Réponse apportée en séance publique le 31/05/2023

M. le président. La parole est à M. le ministre de la santé et de la prévention.

M. François Braun, ministre de la santé et de la prévention. Mesdames, messieurs les sénateurs, monsieur le sénateur Bernard Jomier, vous évoquez une étude qui a été présentée en preprint, c'est-à-dire qui n'est pas encore acceptée par des revues scientifiques - heureusement, devrais-je dire. Elle porte sur 30 000 patients qui, pour dire les choses, ont été traités à l'institut hospitalo-universitaire (IHU) Méditerranée Infection de Marseille, en dehors de tout cadre d'expérimentation clinique et de tout cadre d'utilisation des médicaments, puisque les médicaments utilisés l'ont été hors autorisation de mise sur le marché (AMM) - de surcroît, ces médicaments avaient déjà fait la preuve de leur inefficacité dans le traitement de la covid-19.
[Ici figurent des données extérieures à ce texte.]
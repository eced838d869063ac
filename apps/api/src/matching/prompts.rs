// Prompt constants for resume/posting comparison.

pub const MATCH_SYSTEM: &str = "You are an experienced recruiter screening candidates. \
    You compare a job description with a candidate resume and judge whether the candidate \
    meets the requirements. \
    You MUST respond with valid JSON only. \
    Do NOT include any text outside the JSON object. \
    Do NOT use markdown code fences.";

/// Comparison prompt. Replace `{target_text}` and `{subject_text}` before sending.
pub const MATCH_PROMPT_TEMPLATE: &str = r#"Given the job description and the resume below, decide whether the candidate meets the requirements.

Return a JSON object with this EXACT schema:
{
  "canApply": true,
  "score": 0,
  "reasons": ["short match or gap", "..."]
}

Rules:
- "score" is a number between 0 and 100
- "canApply" is true only if every hard requirement is met
- "reasons" is a short list of concrete matches or gaps, most important first

JOB DESCRIPTION:
"""{target_text}"""

RESUME:
"""{subject_text}""""#;
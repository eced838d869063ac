//! ComparisonStore: persisted lookup/insert of comparison records.
//!
//! The store performs plain inserts; "at most one record per fingerprint
//! tuple" holds only because `ComparisonCache` calls `find` first. Two
//! concurrent misses on the same tuple may both insert; `find` then returns
//! the earliest row.

use anyhow::Result;
use async_trait::async_trait;
use chrono::Utc;
use sqlx::PgPool;
use uuid::Uuid;

use crate::models::comparison::{ComparisonKey, ComparisonRecord};

/// A record about to be persisted. `id` and `compared_at` are assigned on insert.
#[derive(Debug, Clone)]
pub struct NewComparison {
    pub key: ComparisonKey,
    pub score: f64,
    pub can_apply: bool,
    pub reasons: Vec<String>,
    pub matches_threshold: bool,
}

#[async_trait]
pub trait ComparisonStore: Send + Sync {
    async fn find(&self, key: &ComparisonKey) -> Result<Option<ComparisonRecord>>;

    async fn insert(&self, record: NewComparison) -> Result<ComparisonRecord>;
}

pub struct PgComparisonStore {
    pool: PgPool,
}

impl PgComparisonStore {
    pub fn new(pool: PgPool) -> Self {
        Self { pool }
    }
}

#[async_trait]
impl ComparisonStore for PgComparisonStore {
    async fn find(&self, key: &ComparisonKey) -> Result<Option<ComparisonRecord>> {
        Ok(sqlx::query_as::<_, ComparisonRecord>(
            r#"
            SELECT *
            FROM comparison_records
            WHERE subject_id = $1
              AND target_id = $2
              AND subject_fingerprint = $3
              AND target_fingerprint = $4
            ORDER BY compared_at ASC
            LIMIT 1
            "#,
        )
        .bind(key.subject_id)
        .bind(key.target_id)
        .bind(&key.subject_fingerprint)
        .bind(&key.target_fingerprint)
        .fetch_optional(&self.pool)
        .await?)
    }

    async fn insert(&self, record: NewComparison) -> Result<ComparisonRecord> {
        let NewComparison {
            key,
            score,
            can_apply,
            reasons,
            matches_threshold,
        } = record;

        Ok(sqlx::query_as::<_, ComparisonRecord>(
            r#"
            INSERT INTO comparison_records
                (id, subject_id, target_id, subject_fingerprint, target_fingerprint,
                 score, can_apply, reasons, matches_threshold, compared_at)
            VALUES ($1, $2, $3, $4, $5, $6, $7, $8, $9, $10)
            RETURNING *
            "#,
        )
        .bind(Uuid::new_v4())
        .bind(key.subject_id)
        .bind(key.target_id)
        .bind(&key.subject_fingerprint)
        .bind(&key.target_fingerprint)
        .bind(score)
        .bind(can_apply)
        .bind(&reasons)
        .bind(matches_threshold)
        .bind(Utc::now())
        .fetch_one(&self.pool)
        .await?)
    }
}
use anyhow::Result;
use sqlx::postgres::PgPoolOptions;
use sqlx::PgPool;
use tracing::info;

/// Creates and returns a PostgreSQL connection pool.
pub async fn create_pool(database_url: &str, max_connections: u32) -> Result<PgPool> {
    info!("Connecting to PostgreSQL...");

    let pool = PgPoolOptions::new()
        .max_connections(max_connections)
        .connect(database_url)
        .await?;

    info!("PostgreSQL connection pool established ({max_connections} max connections)");
    Ok(pool)
}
L'inspection générale des affaires sociales (Igas) et l'inspection générale de l'éducation, du sport et de la recherche (IGÉSR) nous ont rendu, en septembre 2022, à ma collègue Sylvie Retailleau et à moi-même, les conclusions d'une enquête sur cette situation. Devant la constatation aussi bien de pratiques managériales que de méthodes de suivi des études cliniques inappropriées, voire déviantes, nous avons immédiatement saisi le procureur de la République de Marseille, sur le fondement de l'article 40 du code de procédure pénale - nous l'avons fait à deux reprises.

Nous avons, à la suite de cela, convoqué l'ensemble des administrateurs de l'IHU, en leur imposant la mise en place d'un plan de redressement sur la base des conclusions de l'enquête.
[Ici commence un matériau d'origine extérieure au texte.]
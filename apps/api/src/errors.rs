use axum::{
    http::StatusCode,
    response::{IntoResponse, Response},
    Json,
};
use serde_json::json;
use thiserror::Error;

use crate::matching::runner::RunError;

/// Application-level error type.
/// Implements `IntoResponse` so Axum handlers can return `Result<T, AppError>`.
///
/// Per-pair comparison failures never reach this type; they only shrink the
/// result set. Only run-level failures surface to callers.
#[derive(Debug, Error)]
pub enum AppError {
    #[error("Matching error: {0}")]
    Matching(#[from] RunError),
}

impl IntoResponse for AppError {
    fn into_response(self) -> Response {
        let (status, code, message) = match &self {
            AppError::Matching(e) => {
                tracing::error!("Matching error: {e}");
                (
                    StatusCode::INTERNAL_SERVER_ERROR,
                    "MATCHING_ERROR",
                    "Could not load resumes or job postings for matching".to_string(),
                )
            }
        };

        let body = Json(json!({
            "error": {
                "code": code,
                "message": message
            }
        }));

        (status, body).into_response()
    }
}
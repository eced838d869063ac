//! In-memory fakes for the matching seams, shared by unit tests.

use std::sync::atomic::{AtomicBool, AtomicUsize, Ordering};
use std::sync::Mutex;

use anyhow::{anyhow, Result};
use async_trait::async_trait;
use chrono::Utc;
use uuid::Uuid;

use crate::llm_client::LlmError;
use crate::matching::registry::{SubjectRegistry, TargetRegistry};
use crate::matching::scorer::{RawScore, SemanticScorer};
use crate::matching::store::{ComparisonStore, NewComparison};
use crate::models::comparison::{ComparisonKey, ComparisonRecord};
use crate::models::subject::SubjectRow;
use crate::models::target::TargetRow;

pub fn subject(text: Option<&str>) -> SubjectRow {
    SubjectRow {
        id: Uuid::new_v4(),
        profile_text: text.map(String::from),
    }
}

/// A plain-text target whose code is derived from its description.
pub fn target(description: &str) -> TargetRow {
    TargetRow {
        id: Uuid::new_v4(),
        code: Some(format!("JOB-{}", description.len())),
        description: Some(description.to_string()),
        structured_description: None,
    }
}

type ScoreFn = dyn Fn(&str, &str) -> Result<RawScore, LlmError> + Send + Sync;

/// Scorer driven by a closure over `(target_text, subject_text)`; counts calls.
pub struct StubScorer {
    respond: Box<ScoreFn>,
    calls: AtomicUsize,
}

impl StubScorer {
    pub fn new<F>(respond: F) -> Self
    where
        F: Fn(&str, &str) -> Result<RawScore, LlmError> + Send + Sync + 'static,
    {
        Self {
            respond: Box::new(respond),
            calls: AtomicUsize::new(0),
        }
    }

    /// Fails the first `failures` calls with a 503, then answers with `ok()`.
    pub fn failing_first<F>(failures: usize, ok: F) -> Self
    where
        F: Fn() -> RawScore + Send + Sync + 'static,
    {
        let seen = AtomicUsize::new(0);
        Self::new(move |_, _| {
            if seen.fetch_add(1, Ordering::SeqCst) < failures {
                Err(LlmError::Api {
                    status: 503,
                    message: "overloaded".to_string(),
                })
            } else {
                Ok(ok())
            }
        })
    }

    pub fn calls(&self) -> usize {
        self.calls.load(Ordering::SeqCst)
    }
}

#[async_trait]
impl SemanticScorer for StubScorer {
    async fn score(&self, target_text: &str, subject_text: &str) -> Result<RawScore, LlmError> {
        self.calls.fetch_add(1, Ordering::SeqCst);
        (self.respond)(target_text, subject_text)
    }
}

#[derive(Default)]
pub struct InMemoryComparisonStore {
    records: Mutex<Vec<ComparisonRecord>>,
    fail_lookups: AtomicBool,
}

impl InMemoryComparisonStore {
    pub fn fail_lookups(&self, fail: bool) {
        self.fail_lookups.store(fail, Ordering::SeqCst);
    }

    pub fn len(&self) -> usize {
        self.records.lock().unwrap().len()
    }

    pub fn records(&self) -> Vec<ComparisonRecord> {
        self.records.lock().unwrap().clone()
    }
}

fn same_key(record: &ComparisonRecord, key: &ComparisonKey) -> bool {
    record.subject_id == key.subject_id
        && record.target_id == key.target_id
        && record.subject_fingerprint == key.subject_fingerprint
        && record.target_fingerprint == key.target_fingerprint
}

#[async_trait]
impl ComparisonStore for InMemoryComparisonStore {
    async fn find(&self, key: &ComparisonKey) -> Result<Option<ComparisonRecord>> {
        if self.fail_lookups.load(Ordering::SeqCst) {
            return Err(anyhow!("connection refused"));
        }
        Ok(self
            .records
            .lock()
            .unwrap()
            .iter()
            .find(|r| same_key(r, key))
            .cloned())
    }

    async fn insert(&self, record: NewComparison) -> Result<ComparisonRecord> {
        let stored = ComparisonRecord {
            id: Uuid::new_v4(),
            subject_id: record.key.subject_id,
            target_id: record.key.target_id,
            subject_fingerprint: record.key.subject_fingerprint,
            target_fingerprint: record.key.target_fingerprint,
            score: record.score,
            can_apply: record.can_apply,
            reasons: record.reasons,
            matches_threshold: record.matches_threshold,
            compared_at: Utc::now(),
        };
        self.records.lock().unwrap().push(stored.clone());
        Ok(stored)
    }
}

pub struct InMemorySubjectRegistry {
    subjects: Vec<SubjectRow>,
    fail: bool,
}

impl InMemorySubjectRegistry {
    pub fn new(subjects: Vec<SubjectRow>) -> Self {
        Self {
            subjects,
            fail: false,
        }
    }

    pub fn failing() -> Self {
        Self {
            subjects: vec![],
            fail: true,
        }
    }

    fn check(&self) -> Result<()> {
        if self.fail {
            return Err(anyhow!("subject registry unavailable"));
        }
        Ok(())
    }
}

#[async_trait]
impl SubjectRegistry for InMemorySubjectRegistry {
    async fn get_subject(&self, id: Uuid) -> Result<Option<SubjectRow>> {
        self.check()?;
        Ok(self.subjects.iter().find(|s| s.id == id).cloned())
    }

    /// Returns every subject, blank ones included, so callers' filtering is exercised.
    async fn list_subjects_with_text(&self) -> Result<Vec<SubjectRow>> {
        self.check()?;
        Ok(self.subjects.clone())
    }
}

pub struct InMemoryTargetRegistry {
    targets: Vec<TargetRow>,
    fail: bool,
}

impl InMemoryTargetRegistry {
    pub fn new(targets: Vec<TargetRow>) -> Self {
        Self {
            targets,
            fail: false,
        }
    }

    pub fn failing() -> Self {
        Self {
            targets: vec![],
            fail: true,
        }
    }
}

#[async_trait]
impl TargetRegistry for InMemoryTargetRegistry {
    async fn list_targets_with_description(&self) -> Result<Vec<TargetRow>> {
        if self.fail {
            return Err(anyhow!("target registry unavailable"));
        }
        Ok(self.targets.clone())
    }
}
use axum::Json;
use serde_json::{json, Value};

/// GET /health
/// Returns a simple status object with service version.
pub async fn health_handler() -> Json<Value> {
    Json(json!({
        "status": "ok",
        "version": env!("CARGO_PKG_VERSION"),
        "service": "jobmatch"
    }))
}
Comme vous, je déplore le nouvel épisode inadmissible de cette affaire, sachant que la justice suit son cours, comme vous avez pu le constater comme moi dès ce matin.
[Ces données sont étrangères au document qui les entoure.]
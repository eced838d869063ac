//! WeeklyScheduler: runs the full cross-product match once a week.
//!
//! The scheduler is an explicit state object: `Idle` with no timer, or
//! `Armed` with exactly one outstanding timer task. The first run fires at
//! the next configured weekday/hour/minute in a fixed UTC offset. Every later
//! run fires exactly 7×24h after the previous fire instant and is not
//! recomputed from the calendar. Daylight-saving changes in the operator's
//! local time are therefore not followed after the first run.
//!
//! A failed run is logged and the next one is still armed. `stop` prevents
//! future runs but never interrupts one already in progress.

use std::sync::Arc;
use std::time::Duration;

use anyhow::{ensure, Result};
use async_trait::async_trait;
use chrono::{
    DateTime, Datelike, Duration as ChronoDuration, FixedOffset, NaiveTime, Utc, Weekday,
};
use tokio::sync::oneshot;
use tokio::task::JoinHandle;
use tokio::time::Instant;
use tracing::{error, info, warn};

use crate::matching::runner::{BatchMatchRunner, BatchReport, RunError};

pub const WEEK: Duration = Duration::from_secs(7 * 24 * 60 * 60);

/// Work fired by the scheduler. Implemented by `BatchMatchRunner`.
#[async_trait]
pub trait MatchJob: Send + Sync {
    async fn run(&self) -> Result<BatchReport, RunError>;
}

#[async_trait]
impl MatchJob for BatchMatchRunner {
    async fn run(&self) -> Result<BatchReport, RunError> {
        self.run_all().await
    }
}

/// Weekday/hour/minute at which the weekly run fires, in a fixed UTC offset.
#[derive(Debug, Clone, Copy, PartialEq, Eq)]
pub struct WeeklySchedule {
    weekday: Weekday,
    at: NaiveTime,
    offset: FixedOffset,
}

impl WeeklySchedule {
    /// `day_of_week` counts from Sunday = 0 through Saturday = 6.
    pub fn new(day_of_week: u32, hour: u32, minute: u32, utc_offset_minutes: i32) -> Result<Self> {
        ensure!(
            day_of_week <= 6,
            "day of week must be 0-6 (0 = Sunday), got {day_of_week}"
        );
        ensure!(hour <= 23, "hour must be 0-23, got {hour}");
        ensure!(minute <= 59, "minute must be 0-59, got {minute}");

        let weekday = match day_of_week {
            0 => Weekday::Sun,
            1 => Weekday::Mon,
            2 => Weekday::Tue,
            3 => Weekday::Wed,
            4 => Weekday::Thu,
            5 => Weekday::Fri,
            _ => Weekday::Sat,
        };
        let at = NaiveTime::from_hms_opt(hour, minute, 0)
            .ok_or_else(|| anyhow::anyhow!("invalid time {hour:02}:{minute:02}"))?;
        let offset = utc_offset_minutes
            .checked_mul(60)
            .and_then(FixedOffset::east_opt)
            .ok_or_else(|| {
                anyhow::anyhow!("UTC offset out of range: {utc_offset_minutes} minutes")
            })?;

        Ok(Self {
            weekday,
            at,
            offset,
        })
    }

    pub fn offset(&self) -> FixedOffset {
        self.offset
    }

    /// The next instant strictly after `now` that falls on the scheduled
    /// weekday and time. If that slot is today but at or before `now`
    /// (including the current minute), the run rolls to the same slot next week.
    pub fn next_run_after(&self, now: DateTime<FixedOffset>) -> DateTime<FixedOffset> {
        let now = now.with_timezone(&self.offset);
        let today = now.date_naive();

        let mut days_ahead = (self.weekday.num_days_from_sunday() + 7
            - today.weekday().num_days_from_sunday())
            % 7;
        if days_ahead == 0 && today.and_time(self.at) <= now.naive_local() {
            days_ahead = 7;
        }

        let target = (today + ChronoDuration::days(i64::from(days_ahead))).and_time(self.at);
        now + (target - now.naive_local())
    }
}

#[derive(Debug, Clone, Copy, PartialEq, Eq)]
pub enum SchedulerStatus {
    Idle,
    Armed,
}

struct ArmedTimer {
    first_run_at: DateTime<FixedOffset>,
    stop_tx: oneshot::Sender<()>,
    // Kept so the task is owned by the scheduler; stopping never aborts it.
    _task: JoinHandle<()>,
}

pub struct WeeklyScheduler {
    schedule: WeeklySchedule,
    armed: Option<ArmedTimer>,
}

impl WeeklyScheduler {
    pub fn new(schedule: WeeklySchedule) -> Self {
        Self {
            schedule,
            armed: None,
        }
    }

    pub fn status(&self) -> SchedulerStatus {
        if self.armed.is_some() {
            SchedulerStatus::Armed
        } else {
            SchedulerStatus::Idle
        }
    }

    /// When the first run of the current arming fires, if armed.
    pub fn first_run_at(&self) -> Option<DateTime<FixedOffset>> {
        self.armed.as_ref().map(|a| a.first_run_at)
    }

    pub fn start(&mut self, job: Arc<dyn MatchJob>) {
        let now = Utc::now().with_timezone(&self.schedule.offset());
        self.start_from(now, job);
    }

    /// Arms the timer as if the current time were `now`. No-op when already armed.
    pub fn start_from(&mut self, now: DateTime<FixedOffset>, job: Arc<dyn MatchJob>) {
        if self.armed.is_some() {
            warn!("Weekly match scheduler already armed; ignoring start");
            return;
        }

        let first_run_at = self.schedule.next_run_after(now);
        let first_delay = (first_run_at - now).to_std().unwrap_or(Duration::ZERO);
        info!("Weekly match run scheduled @ {}", first_run_at.to_rfc3339());

        let (stop_tx, stop_rx) = oneshot::channel();
        let task = tokio::spawn(run_loop(job, Instant::now() + first_delay, stop_rx));

        self.armed = Some(ArmedTimer {
            first_run_at,
            stop_tx,
            _task: task,
        });
    }

    /// Cancels the outstanding timer and returns to `Idle`.
    /// A run that is already executing completes; no further run is armed.
    pub fn stop(&mut self) {
        if let Some(armed) = self.armed.take() {
            let _ = armed.stop_tx.send(());
            info!("Weekly match scheduler stopped");
        }
    }
}

async fn run_loop(
    job: Arc<dyn MatchJob>,
    mut fire_at: Instant,
    mut stop_rx: oneshot::Receiver<()>,
) {
    loop {
        tokio::select! {
            biased;
            // Resolves on an explicit stop and when the scheduler is dropped.
            _ = &mut stop_rx => break,
            _ = tokio::time::sleep_until(fire_at) => {}
        }

        run_scheduled(job.as_ref()).await;

        fire_at += WEEK;
        info!(
            "Next weekly match run in {}h",
            fire_at.saturating_duration_since(Instant::now()).as_secs() / 3600
        );
    }
}

/// Runs one scheduled batch and logs its outcome. Never fails.
async fn run_scheduled(job: &dyn MatchJob) {
    let started_at = Utc::now();
    let clock = Instant::now();
    info!("Weekly match run start @ {}", started_at.to_rfc3339());

    match job.run().await {
        Ok(report) => {
            info!(
                "Weekly match run results: subjects={}, targets={}, comparisons={}, matches={}, cached={}, new={}, failed={}",
                report.total_subjects,
                report.total_targets,
                report.total_comparisons,
                report.total_matches,
                report.cached_comparisons,
                report.new_comparisons,
                report.failed_comparisons
            );
            for subject in &report.subject_matches {
                info!(
                    "Subject {}: {} matches",
                    subject.subject_id, subject.match_count
                );
            }
        }
        Err(e) => error!("Weekly match run failed: {e}"),
    }

    info!(
        "Weekly match run end @ {} ({:.2}s)",
        Utc::now().to_rfc3339(),
        clock.elapsed().as_secs_f64()
    );
}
Devant cette proposition de publication, qui, pour moi, s'apparente à de la provocation, nous serons amenés à prendre, ma collègue Sylvie Retailleau, pour l'enseignement supérieur et la recherche, et moi-même, toutes les mesures nécessaires envers l'ensemble des signataires de cet article - le service juridique est en train de les étudier. (M. François Patriat applaudit.)

M. le président. La parole est à M. Bernard Jomier, pour la réplique.

M. Bernard Jomier. Monsieur le ministre, je pense que vous avez vous-même conscience de la faiblesse de votre réponse.

Il y a deux ans, les alertes étaient déjà nombreuses : rapports de l'Agence nationale de sécurité du médicament et des produits de santé (ANSM), de l'Igas, etc. Bien avant, en 2015, l'Institut national de la santé et de la recherche médicale (Inserm) quittait le conseil d'administration de l'IHU Méditerranée Infection.

Qu'a fait l'université d'Aix-Marseille pour mettre fin à ces dérives ? Rien.

Qu'avez-vous fait, messieurs les ministres ?

Monsieur Véran, alors que vous étiez ministre de la santé, vous n'avez pas répondu à la question écrite que j'avais posée concernant les dérives de l'IHU.

Mme Frédérique Vidal, qui était alors ministre de la recherche, n'a pas non plus répondu à mes questions.

Si l'ensemble des institutions de notre pays et les ministres se sont tus et ont fait preuve de faiblesse, c'est peut-être parce que le chef de l'État est allé couvrir de sa chaleureuse immunité le patron de l'IHU... C'est un dysfonctionnement grave de nos institutions. (Bravo ! et vifs applaudissements sur les travées des groupes SER, CRCE et GEST.)